*** Begin section ***

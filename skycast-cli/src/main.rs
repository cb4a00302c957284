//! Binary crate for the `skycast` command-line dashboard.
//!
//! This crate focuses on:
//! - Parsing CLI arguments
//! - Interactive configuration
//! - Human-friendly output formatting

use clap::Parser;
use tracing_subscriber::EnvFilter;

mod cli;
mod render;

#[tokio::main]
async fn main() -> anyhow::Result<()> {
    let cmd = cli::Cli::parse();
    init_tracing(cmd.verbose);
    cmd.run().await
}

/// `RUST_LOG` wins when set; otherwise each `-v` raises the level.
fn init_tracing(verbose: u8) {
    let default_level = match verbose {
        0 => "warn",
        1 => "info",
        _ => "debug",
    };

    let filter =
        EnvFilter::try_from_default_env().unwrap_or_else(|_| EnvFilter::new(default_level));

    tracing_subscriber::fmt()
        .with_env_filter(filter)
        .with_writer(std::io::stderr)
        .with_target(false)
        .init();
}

*** End section ***
*** Begin section ***

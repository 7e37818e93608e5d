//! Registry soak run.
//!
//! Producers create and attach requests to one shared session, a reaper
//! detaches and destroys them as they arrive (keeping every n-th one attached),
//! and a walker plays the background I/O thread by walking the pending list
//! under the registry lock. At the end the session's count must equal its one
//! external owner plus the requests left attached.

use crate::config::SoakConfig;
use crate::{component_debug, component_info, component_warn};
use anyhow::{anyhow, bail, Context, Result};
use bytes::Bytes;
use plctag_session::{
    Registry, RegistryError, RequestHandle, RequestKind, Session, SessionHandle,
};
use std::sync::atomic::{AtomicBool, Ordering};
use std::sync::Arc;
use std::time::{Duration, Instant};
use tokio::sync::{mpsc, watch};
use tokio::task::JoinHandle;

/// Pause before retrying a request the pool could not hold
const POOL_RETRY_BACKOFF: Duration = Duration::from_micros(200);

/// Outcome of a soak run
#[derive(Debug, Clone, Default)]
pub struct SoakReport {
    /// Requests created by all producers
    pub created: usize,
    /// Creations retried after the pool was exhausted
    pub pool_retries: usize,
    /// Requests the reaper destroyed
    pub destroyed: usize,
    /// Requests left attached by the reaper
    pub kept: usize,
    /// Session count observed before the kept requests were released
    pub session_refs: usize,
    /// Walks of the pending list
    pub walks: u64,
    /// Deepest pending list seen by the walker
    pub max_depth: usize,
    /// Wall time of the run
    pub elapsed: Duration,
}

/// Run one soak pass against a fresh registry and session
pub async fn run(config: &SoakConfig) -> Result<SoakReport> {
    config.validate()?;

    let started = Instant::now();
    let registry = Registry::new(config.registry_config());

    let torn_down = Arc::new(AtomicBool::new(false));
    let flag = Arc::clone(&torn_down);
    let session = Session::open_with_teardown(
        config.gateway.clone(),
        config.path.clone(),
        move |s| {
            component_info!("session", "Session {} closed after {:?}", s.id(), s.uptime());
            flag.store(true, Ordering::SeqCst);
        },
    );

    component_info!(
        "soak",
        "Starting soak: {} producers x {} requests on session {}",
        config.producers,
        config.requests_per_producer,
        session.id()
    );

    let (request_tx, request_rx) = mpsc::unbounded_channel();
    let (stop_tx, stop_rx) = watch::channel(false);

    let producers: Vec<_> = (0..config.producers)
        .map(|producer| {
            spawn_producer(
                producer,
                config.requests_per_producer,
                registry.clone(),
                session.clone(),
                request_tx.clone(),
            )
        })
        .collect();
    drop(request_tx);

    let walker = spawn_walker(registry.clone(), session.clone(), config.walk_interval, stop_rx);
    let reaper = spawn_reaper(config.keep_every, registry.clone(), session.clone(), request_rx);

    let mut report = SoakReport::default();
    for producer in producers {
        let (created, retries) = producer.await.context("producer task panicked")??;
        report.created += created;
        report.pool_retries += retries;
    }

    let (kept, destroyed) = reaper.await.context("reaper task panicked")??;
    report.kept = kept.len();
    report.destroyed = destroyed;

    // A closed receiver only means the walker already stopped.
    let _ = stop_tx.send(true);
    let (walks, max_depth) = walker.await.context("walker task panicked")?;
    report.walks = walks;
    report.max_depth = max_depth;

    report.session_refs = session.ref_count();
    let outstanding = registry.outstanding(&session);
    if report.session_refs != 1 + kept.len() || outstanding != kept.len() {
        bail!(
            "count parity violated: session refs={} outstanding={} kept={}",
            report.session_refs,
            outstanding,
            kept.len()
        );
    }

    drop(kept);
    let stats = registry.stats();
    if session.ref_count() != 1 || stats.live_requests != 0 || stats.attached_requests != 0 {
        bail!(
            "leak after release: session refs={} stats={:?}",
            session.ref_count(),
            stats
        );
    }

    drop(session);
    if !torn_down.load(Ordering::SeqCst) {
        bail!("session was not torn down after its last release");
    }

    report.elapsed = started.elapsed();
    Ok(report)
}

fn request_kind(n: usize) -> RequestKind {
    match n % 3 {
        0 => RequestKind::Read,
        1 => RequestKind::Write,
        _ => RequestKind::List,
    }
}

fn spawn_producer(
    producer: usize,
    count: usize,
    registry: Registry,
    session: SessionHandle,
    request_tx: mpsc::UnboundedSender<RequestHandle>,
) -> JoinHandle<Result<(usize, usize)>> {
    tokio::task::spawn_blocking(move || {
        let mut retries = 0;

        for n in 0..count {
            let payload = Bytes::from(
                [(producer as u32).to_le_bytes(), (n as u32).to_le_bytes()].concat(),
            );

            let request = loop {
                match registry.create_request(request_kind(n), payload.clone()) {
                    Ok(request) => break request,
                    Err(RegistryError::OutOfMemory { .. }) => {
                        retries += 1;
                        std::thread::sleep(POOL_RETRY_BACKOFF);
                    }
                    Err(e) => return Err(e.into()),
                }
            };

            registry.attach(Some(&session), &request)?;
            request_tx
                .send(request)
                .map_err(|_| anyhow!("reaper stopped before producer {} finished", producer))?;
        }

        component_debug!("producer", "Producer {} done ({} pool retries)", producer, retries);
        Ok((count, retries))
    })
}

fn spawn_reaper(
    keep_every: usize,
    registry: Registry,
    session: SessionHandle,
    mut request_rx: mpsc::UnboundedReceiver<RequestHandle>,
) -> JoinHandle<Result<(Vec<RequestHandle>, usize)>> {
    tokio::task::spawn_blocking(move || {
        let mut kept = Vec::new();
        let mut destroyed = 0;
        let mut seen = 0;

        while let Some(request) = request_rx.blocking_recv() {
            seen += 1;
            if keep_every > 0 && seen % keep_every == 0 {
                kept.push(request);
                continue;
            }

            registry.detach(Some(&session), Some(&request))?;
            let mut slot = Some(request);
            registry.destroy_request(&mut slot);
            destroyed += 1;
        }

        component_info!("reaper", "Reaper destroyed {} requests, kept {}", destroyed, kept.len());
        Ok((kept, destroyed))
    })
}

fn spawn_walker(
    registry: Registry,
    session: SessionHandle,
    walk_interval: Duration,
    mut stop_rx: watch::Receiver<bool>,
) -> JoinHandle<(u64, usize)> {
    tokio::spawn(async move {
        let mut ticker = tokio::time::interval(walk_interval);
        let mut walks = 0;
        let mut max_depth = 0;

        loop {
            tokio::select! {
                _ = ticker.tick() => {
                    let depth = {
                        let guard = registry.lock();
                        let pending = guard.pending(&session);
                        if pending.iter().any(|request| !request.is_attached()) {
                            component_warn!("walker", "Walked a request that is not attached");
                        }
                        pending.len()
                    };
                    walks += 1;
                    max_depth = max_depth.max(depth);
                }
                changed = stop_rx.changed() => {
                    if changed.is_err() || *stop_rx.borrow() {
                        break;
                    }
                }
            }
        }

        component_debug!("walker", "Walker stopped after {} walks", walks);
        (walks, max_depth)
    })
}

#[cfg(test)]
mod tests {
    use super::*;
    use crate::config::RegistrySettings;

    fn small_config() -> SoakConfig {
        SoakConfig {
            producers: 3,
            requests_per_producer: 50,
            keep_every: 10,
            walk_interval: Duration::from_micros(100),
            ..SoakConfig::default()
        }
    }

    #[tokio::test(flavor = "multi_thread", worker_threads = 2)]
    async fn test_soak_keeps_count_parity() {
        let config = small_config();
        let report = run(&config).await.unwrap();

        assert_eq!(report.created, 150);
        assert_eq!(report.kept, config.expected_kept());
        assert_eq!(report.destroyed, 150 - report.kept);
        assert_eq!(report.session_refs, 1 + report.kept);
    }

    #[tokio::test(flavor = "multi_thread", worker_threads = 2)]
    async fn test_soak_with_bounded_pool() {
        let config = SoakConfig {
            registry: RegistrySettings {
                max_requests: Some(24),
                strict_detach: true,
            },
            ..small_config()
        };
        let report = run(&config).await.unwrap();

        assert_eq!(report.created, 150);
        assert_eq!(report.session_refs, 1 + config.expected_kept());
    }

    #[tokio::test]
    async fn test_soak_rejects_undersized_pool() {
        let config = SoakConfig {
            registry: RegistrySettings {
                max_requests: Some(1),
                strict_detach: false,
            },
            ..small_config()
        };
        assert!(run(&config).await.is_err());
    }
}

*** End section ***

• _WHAT IS NEEDED_
Could you return exactly the lines above from the line with "walking the pending list" to the line with "use crate::config::SoakConfig;", both included, and nothing else?

• _WRITTEN ANSWER_
//! and a walker plays the background I/O thread by walking the pending list
//! under the registry lock. At the end the session's count must equal its one
//! external owner plus the requests left attached.

use crate::config::SoakConfig;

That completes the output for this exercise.